Exercise description
Go over the data and copy out each line with "format" in it.

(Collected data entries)
▬▬▬

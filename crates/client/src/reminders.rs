//! Reminder CRUD and action endpoints.
//!
//! Thin typed mappings onto the request pipeline. `list_mine` and `create`
//! unwrap the server's `{data: ...}` envelope; the other calls return the
//! parsed body as-is. No call here recovers errors; the view layer is the
//! presentation boundary.

use serde_json::{json, Value};

use crate::error::ClientError;
use crate::http::ApiClient;
use crate::types::{CreateReminder, Reminder, UpdateReminder};

const REMINDERS_PATH: &str = "/api/reminders";

#[derive(Clone)]
pub struct RemindersApi {
    api: ApiClient,
}

impl RemindersApi {
    pub fn new(api: ApiClient) -> Self {
        Self { api }
    }

    /// All reminders owned by the logged-in user.
    pub async fn list_mine(&self) -> Result<Vec<Reminder>, ClientError> {
        let data = self.api.get(&format!("{REMINDERS_PATH}/mine")).await?;
        let items = data
            .get("data")
            .cloned()
            .unwrap_or(Value::Array(Vec::new()));
        Ok(serde_json::from_value(items)?)
    }

    pub async fn get_by_id(&self, id: &str) -> Result<Reminder, ClientError> {
        let data = self.api.get(&format!("{REMINDERS_PATH}/{id}")).await?;
        Ok(serde_json::from_value(data)?)
    }

    pub async fn create(&self, dto: &CreateReminder) -> Result<Reminder, ClientError> {
        let body = serde_json::to_value(dto)?;
        let data = self.api.post(REMINDERS_PATH, &body).await?;
        let record = data.get("data").cloned().unwrap_or(data);
        Ok(serde_json::from_value(record)?)
    }

    pub async fn update(&self, id: &str, patch: &UpdateReminder) -> Result<Reminder, ClientError> {
        let body = serde_json::to_value(patch)?;
        let data = self
            .api
            .put(&format!("{REMINDERS_PATH}/{id}"), &body)
            .await?;
        Ok(serde_json::from_value(data)?)
    }

    pub async fn delete(&self, id: &str) -> Result<bool, ClientError> {
        let data = self.api.delete(&format!("{REMINDERS_PATH}/{id}")).await?;
        Ok(success_flag(&data))
    }

    /// Push the next trigger out by `duration_secs` seconds.
    pub async fn snooze(&self, id: &str, duration_secs: u64) -> Result<bool, ClientError> {
        let body = json!({ "duration": duration_secs });
        let data = self
            .api
            .post(&format!("{REMINDERS_PATH}/{id}/snooze"), &body)
            .await?;
        Ok(success_flag(&data))
    }

    /// Request the completed transition; the server decides what that means
    /// for a recurring reminder.
    pub async fn complete(&self, id: &str) -> Result<bool, ClientError> {
        let data = self
            .api
            .post(&format!("{REMINDERS_PATH}/{id}/complete"), &json!({}))
            .await?;
        Ok(success_flag(&data))
    }
}

fn success_flag(data: &Value) -> bool {
    data.get("success").and_then(Value::as_bool).unwrap_or(true)
}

▬▬▬

Solution to this task
        let data = self.api.get(&format!("{REMINDERS_PATH}/mine")).await?;
        let data = self.api.get(&format!("{REMINDERS_PATH}/{id}")).await?;
            .put(&format!("{REMINDERS_PATH}/{id}"), &body)
        let data = self.api.delete(&format!("{REMINDERS_PATH}/{id}")).await?;
            .post(&format!("{REMINDERS_PATH}/{id}/snooze"), &body)
            .post(&format!("{REMINDERS_PATH}/{id}/complete"), &json!({}))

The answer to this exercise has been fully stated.